Record extracts:
-*-

use tracing_subscriber::{layer::SubscriberExt, util::SubscriberInitExt, EnvFilter};

fn default_filter(verbose: bool) -> EnvFilter {
    let fallback = if verbose {
        "ai_tool_catalog=debug,info"
    } else {
        "ai_tool_catalog=info,warn"
    };
    EnvFilter::try_from_default_env().unwrap_or_else(|_| EnvFilter::new(fallback))
}

pub fn init_cli_logger(verbose: bool) {
    tracing_subscriber::registry()
        .with(default_filter(verbose))
        .with(
            tracing_subscriber::fmt::layer()
                .with_target(false)
                .with_thread_ids(false)
                .with_file(false)
                .with_line_number(false)
                .with_writer(std::io::stderr)
                .compact(),
        )
        .init();
}

/// JSON 格式日誌，方便交給日誌收集系統
pub fn init_json_logger(verbose: bool) {
    tracing_subscriber::registry()
        .with(default_filter(verbose))
        .with(
            tracing_subscriber::fmt::layer()
                .with_target(false)
                .with_thread_ids(false)
                .with_file(false)
                .with_line_number(false)
                .with_writer(std::io::stderr)
                .json(),
        )
        .init();
}
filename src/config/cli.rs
use crate::config::settings::{StoreSettings, DEFAULT_RATINGS_TABLE, DEFAULT_TOOLS_TABLE};
use crate::config::toml_config::TomlConfig;
use crate::domain::model::{Phase, SortKey};
use crate::utils::error::{CatalogError, Result};
use crate::utils::validation::Validate;
use clap::{Parser, Subcommand};

#[derive(Debug, Clone, Parser)]
#[command(name = "ai-tool-catalog")]
#[command(about = "Browse and rate AI tools for every stage of product development")]
pub struct CliConfig {
    /// Base URL of the hosted store
    #[arg(long, env = "CATALOG_STORE_URL", global = true)]
    pub store_url: Option<String>,

    /// API key sent with every store request
    #[arg(long, env = "CATALOG_STORE_KEY", hide_env_values = true, global = true)]
    pub store_key: Option<String>,

    /// Path to TOML configuration file
    #[arg(short, long, global = true)]
    pub config: Option<String>,

    #[arg(short, long, global = true, help = "Enable verbose output")]
    pub verbose: bool,

    #[arg(long, global = true, help = "Emit logs as JSON")]
    pub json_logs: bool,

    #[command(subcommand)]
    pub command: Option<Command>,
}

#[derive(Debug, Clone, PartialEq, Eq, Subcommand)]
pub enum Command {
    /// List tools, optionally filtered by phase
    List {
        /// discovery, delivery or iteration (all phases when omitted)
        #[arg(long)]
        phase: Option<Phase>,

        /// name, rating or phase
        #[arg(long)]
        sort: Option<SortKey>,
    },
    /// Show the details of one tool
    Show {
        /// Tool id or name
        tool: String,
    },
    /// Rate a tool from 1 to 5 stars
    Rate {
        /// Tool id or name
        tool: String,
        stars: i64,
    },
}

impl CliConfig {
    pub fn command(&self) -> Command {
        self.command.clone().unwrap_or(Command::List {
            phase: None,
            sort: None,
        })
    }

    /// 讀取 --config 指定的檔案（如果有）
    pub fn load_file(&self) -> Result<Option<TomlConfig>> {
        match &self.config {
            Some(path) => {
                tracing::debug!("Loading configuration from: {}", path);
                let file = TomlConfig::from_file(path)?;
                file.validate()?;
                Ok(Some(file))
            }
            None => Ok(None),
        }
    }

    /// 合併 CLI 參數與設定檔；CLI（含環境變數）優先
    pub fn resolve_store(&self, file: Option<&TomlConfig>) -> Result<StoreSettings> {
        let url = self
            .store_url
            .as_deref()
            .filter(|v| !v.trim().is_empty())
            .or_else(|| file.and_then(TomlConfig::store_url))
            .ok_or_else(|| CatalogError::MissingConfigError {
                field: "store.url (CATALOG_STORE_URL)".to_string(),
            })?;
        let api_key = self
            .store_key
            .as_deref()
            .filter(|v| !v.trim().is_empty())
            .or_else(|| file.and_then(TomlConfig::api_key))
            .ok_or_else(|| CatalogError::MissingConfigError {
                field: "store.api_key (CATALOG_STORE_KEY)".to_string(),
            })?;

        let store = file.map(|f| f.store.clone()).unwrap_or_default();
        let settings = StoreSettings {
            url: url.to_string(),
            api_key: api_key.to_string(),
            tools_table: store
                .tools_table
                .unwrap_or_else(|| DEFAULT_TOOLS_TABLE.to_string()),
            ratings_table: store
                .ratings_table
                .unwrap_or_else(|| DEFAULT_RATINGS_TABLE.to_string()),
            timeout_seconds: store.timeout_seconds,
        };
        settings.validate()?;
        Ok(settings)
    }
}
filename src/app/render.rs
use crate::domain::model::Tool;
use std::fmt::Write;

const FILLED_STAR: char = '★';
const EMPTY_STAR: char = '☆';

/// 五顆星，評分大於 0 時附上一位小數
pub fn render_stars(rating: f64) -> String {
    let mut out: String = (1..=5)
        .map(|star| {
            if f64::from(star) <= rating {
                FILLED_STAR
            } else {
                EMPTY_STAR
            }
        })
        .collect();

    if rating > 0.0 {
        let _ = write!(out, " {:.1}", rating);
    }
    out
}

pub fn render_card(tool: &Tool) -> String {
    let mut out = String::new();
    let _ = writeln!(out, "{}  [{} {}]", tool.name, tool.phase.icon(), tool.phase);
    let _ = writeln!(out, "  {}", tool.description);
    if let Some(context) = &tool.context_window {
        let _ = writeln!(out, "  Context: {}", context);
    }
    if let Some(free) = &tool.free_limit {
        let _ = writeln!(out, "  Free: {}", free);
    }
    let _ = writeln!(out, "  {}", render_stars(tool.rating_or_zero()));
    out
}

/// 卡片列表；`total` 是篩選前的工具數量
pub fn render_list(tools: &[&Tool], total: usize) -> String {
    let mut out = String::new();
    let _ = writeln!(out, "AI Tools for Product Managers ({} tools available)", total);
    let _ = writeln!(out);

    if tools.is_empty() {
        let _ = writeln!(out, "No tools found");
        let _ = writeln!(out, "Try adjusting your filters to see more tools.");
        return out;
    }

    for tool in tools {
        out.push_str(&render_card(tool));
        out.push('\n');
    }
    out
}

pub fn render_detail(tool: &Tool) -> String {
    let mut out = String::new();
    let _ = writeln!(out, "{}", tool.name);
    let _ = writeln!(
        out,
        "{} {}  {}",
        tool.phase.icon(),
        tool.phase,
        render_stars(tool.rating_or_zero())
    );
    let _ = writeln!(out);
    let _ = writeln!(out, "What it does");
    let _ = writeln!(out, "  {}", tool.description);
    let _ = writeln!(out);
    let _ = writeln!(out, "How Product Managers use it");
    let _ = writeln!(out, "  {}", tool.use_case);

    if tool.context_window.is_some() || tool.free_limit.is_some() {
        let _ = writeln!(out);
        let _ = writeln!(out, "Key Features");
        if let Some(context) = &tool.context_window {
            let _ = writeln!(out, "  • Context Window: {}", context);
        }
        if let Some(free) = &tool.free_limit {
            let _ = writeln!(out, "  • Free Tier: {}", free);
        }
    }

    let _ = writeln!(out);
    let _ = writeln!(out, "Visit {}: {}", tool.name, tool.link);
    out
}

pub fn render_connection_error(message: &str) -> String {
    format!(
        "⚠️  Connection Error\nUnable to load AI tools. Please check your store configuration.\n{}\n",
        message
    )
}
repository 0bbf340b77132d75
use crate::domain::model::{Phase, SortKey, Tool};
use std::cmp::Ordering;

/// 目前的篩選與排序條件
#[derive(Debug, Clone, Copy, Default, PartialEq, Eq)]
pub struct CatalogView {
    pub phase: Option<Phase>,
    pub sort: SortKey,
}

impl CatalogView {
    pub fn new(phase: Option<Phase>, sort: SortKey) -> Self {
        Self { phase, sort }
    }

    pub fn apply<'a>(&self, tools: &'a [Tool]) -> Vec<&'a Tool> {
        derive(tools, self.phase, self.sort)
    }
}

/// 篩選並排序，不修改輸入；排序為穩定排序
pub fn derive(tools: &[Tool], phase: Option<Phase>, sort: SortKey) -> Vec<&Tool> {
    let mut visible: Vec<&Tool> = tools
        .iter()
        .filter(|tool| phase.map_or(true, |p| tool.phase == p))
        .collect();

    match sort {
        SortKey::Name => visible.sort_by(|a, b| locale_cmp(&a.name, &b.name)),
        // 沒有評分視為 0，自然排在最後
        SortKey::Rating => visible.sort_by(|a, b| b.rating_or_zero().total_cmp(&a.rating_or_zero())),
        SortKey::Phase => visible.sort_by(|a, b| a.phase.as_str().cmp(b.phase.as_str())),
    }

    visible
}

/// 近似瀏覽器 `localeCompare` 的字串比較：
/// 先忽略大小寫與常見重音符號比較，相同時小寫排在大寫前面。
pub fn locale_cmp(a: &str, b: &str) -> Ordering {
    let primary = fold_chars(a).cmp(fold_chars(b));
    if primary != Ordering::Equal {
        return primary;
    }

    let accents = a
        .chars()
        .flat_map(char::to_lowercase)
        .cmp(b.chars().flat_map(char::to_lowercase));
    if accents != Ordering::Equal {
        return accents;
    }

    b.cmp(a)
}

fn fold_chars(s: &str) -> impl Iterator<Item = char> + '_ {
    s.chars().flat_map(char::to_lowercase).map(strip_accent)
}

fn strip_accent(c: char) -> char {
    match c {
        'à' | 'á' | 'â' | 'ã' | 'ä' | 'å' => 'a',
        'ç' => 'c',
        'è' | 'é' | 'ê' | 'ë' => 'e',
        'ì' | 'í' | 'î' | 'ï' => 'i',
        'ñ' => 'n',
        'ò' | 'ó' | 'ô' | 'õ' | 'ö' | 'ø' => 'o',
        'ù' | 'ú' | 'û' | 'ü' => 'u',
        'ý' | 'ÿ' => 'y',
        other => other,
    }
}
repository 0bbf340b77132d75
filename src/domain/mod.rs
// Domain layer: catalog records and the ports the core talks through.

pub mod model;
pub mod ports;
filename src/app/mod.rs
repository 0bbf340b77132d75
pub mod render;
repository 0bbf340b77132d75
pub mod adapters;
pub mod app;
pub mod config;
pub mod core;
pub mod domain;
pub mod utils;

/// 送出請求時使用的客戶端簽章，也用來產生匿名使用者代號
pub const CLIENT_SIGNATURE: &str = concat!(env!("CARGO_PKG_NAME"), "/", env!("CARGO_PKG_VERSION"));

#[cfg(feature = "cli")]
pub use config::{CliConfig, Command};

pub use adapters::RestStore;
pub use config::{StoreSettings, TomlConfig};
pub use crate::core::{catalog::Catalog, catalog::CatalogState, view::CatalogView};
pub use domain::model::{Phase, SortKey, Tool};
pub use utils::error::{CatalogError, Result};
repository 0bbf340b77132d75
use crate::domain::model::{Phase, SortKey};
use crate::utils::error::{CatalogError, Result};
use crate::utils::validation::{validate_non_empty_string, validate_range, validate_url, Validate};
use serde::{Deserialize, Serialize};
use std::path::Path;

#[derive(Debug, Clone, Default, Serialize, Deserialize)]
pub struct TomlConfig {
    #[serde(default)]
    pub store: StoreSection,
    #[serde(default)]
    pub display: DisplaySection,
}

#[derive(Debug, Clone, Default, Serialize, Deserialize)]
pub struct StoreSection {
    pub url: Option<String>,
    pub api_key: Option<String>,
    pub tools_table: Option<String>,
    pub ratings_table: Option<String>,
    pub timeout_seconds: Option<u64>,
}

#[derive(Debug, Clone, Default, Serialize, Deserialize)]
pub struct DisplaySection {
    pub default_phase: Option<Phase>,
    pub default_sort: Option<SortKey>,
}

impl TomlConfig {
    /// 從 TOML 檔案載入配置
    pub fn from_file<P: AsRef<Path>>(path: P) -> Result<Self> {
        let content = std::fs::read_to_string(&path).map_err(CatalogError::IoError)?;
        Self::from_toml_str(&content)
    }

    /// 從 TOML 字串解析配置
    pub fn from_toml_str(content: &str) -> Result<Self> {
        let processed_content = Self::substitute_env_vars(content)?;

        toml::from_str(&processed_content).map_err(|e| CatalogError::ConfigValidationError {
            field: "toml_parsing".to_string(),
            message: format!("TOML parsing error: {}", e),
        })
    }

    /// 替換環境變數 (例如 ${CATALOG_STORE_KEY})，未設定的變數換成空字串
    fn substitute_env_vars(content: &str) -> Result<String> {
        use regex::Regex;
        let re = Regex::new(r"\$\{([^}]+)\}").map_err(|e| CatalogError::ConfigValidationError {
            field: "toml_parsing".to_string(),
            message: format!("Invalid substitution pattern: {}", e),
        })?;

        let result = re.replace_all(content, |caps: &regex::Captures| {
            let var_name = &caps[1];
            std::env::var(var_name).unwrap_or_else(|_| {
                tracing::warn!("Environment variable {} is not set", var_name);
                String::new()
            })
        });

        Ok(result.to_string())
    }

    /// 空字串視為未設定
    pub fn store_url(&self) -> Option<&str> {
        non_blank(self.store.url.as_deref())
    }

    pub fn api_key(&self) -> Option<&str> {
        non_blank(self.store.api_key.as_deref())
    }
}

fn non_blank(value: Option<&str>) -> Option<&str> {
    value.filter(|v| !v.trim().is_empty())
}

impl Validate for TomlConfig {
    /// 只驗證檔案中有填的欄位；必填檢查在合併 CLI 參數之後
    fn validate(&self) -> Result<()> {
        if let Some(url) = self.store_url() {
            validate_url("store.url", url)?;
        }
        if let Some(table) = &self.store.tools_table {
            validate_non_empty_string("store.tools_table", table)?;
        }
        if let Some(table) = &self.store.ratings_table {
            validate_non_empty_string("store.ratings_table", table)?;
        }
        if let Some(timeout) = self.store.timeout_seconds {
            validate_range("store.timeout_seconds", timeout, 1, 600)?;
        }
        Ok(())
    }
}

-*-

Your goal:
Looking at the data above, write out exactly the lines that start at the one containing "合併 CLI 參數與設定檔；CLI（含環境變數）優先" and end at the one containing "const FILLED_STAR: char = '★';"; include both and nothing beyond.

Solved problem:
    /// 合併 CLI 參數與設定檔；CLI（含環境變數）優先
    pub fn resolve_store(&self, file: Option<&TomlConfig>) -> Result<StoreSettings> {
        let url = self
            .store_url
            .as_deref()
            .filter(|v| !v.trim().is_empty())
            .or_else(|| file.and_then(TomlConfig::store_url))
            .ok_or_else(|| CatalogError::MissingConfigError {
                field: "store.url (CATALOG_STORE_URL)".to_string(),
            })?;
        let api_key = self
            .store_key
            .as_deref()
            .filter(|v| !v.trim().is_empty())
            .or_else(|| file.and_then(TomlConfig::api_key))
            .ok_or_else(|| CatalogError::MissingConfigError {
                field: "store.api_key (CATALOG_STORE_KEY)".to_string(),
            })?;

        let store = file.map(|f| f.store.clone()).unwrap_or_default();
        let settings = StoreSettings {
            url: url.to_string(),
            api_key: api_key.to_string(),
            tools_table: store
                .tools_table
                .unwrap_or_else(|| DEFAULT_TOOLS_TABLE.to_string()),
            ratings_table: store
                .ratings_table
                .unwrap_or_else(|| DEFAULT_RATINGS_TABLE.to_string()),
            timeout_seconds: store.timeout_seconds,
        };
        settings.validate()?;
        Ok(settings)
    }
}
filename src/app/render.rs
use crate::domain::model::Tool;
use std::fmt::Write;

const FILLED_STAR: char = '★';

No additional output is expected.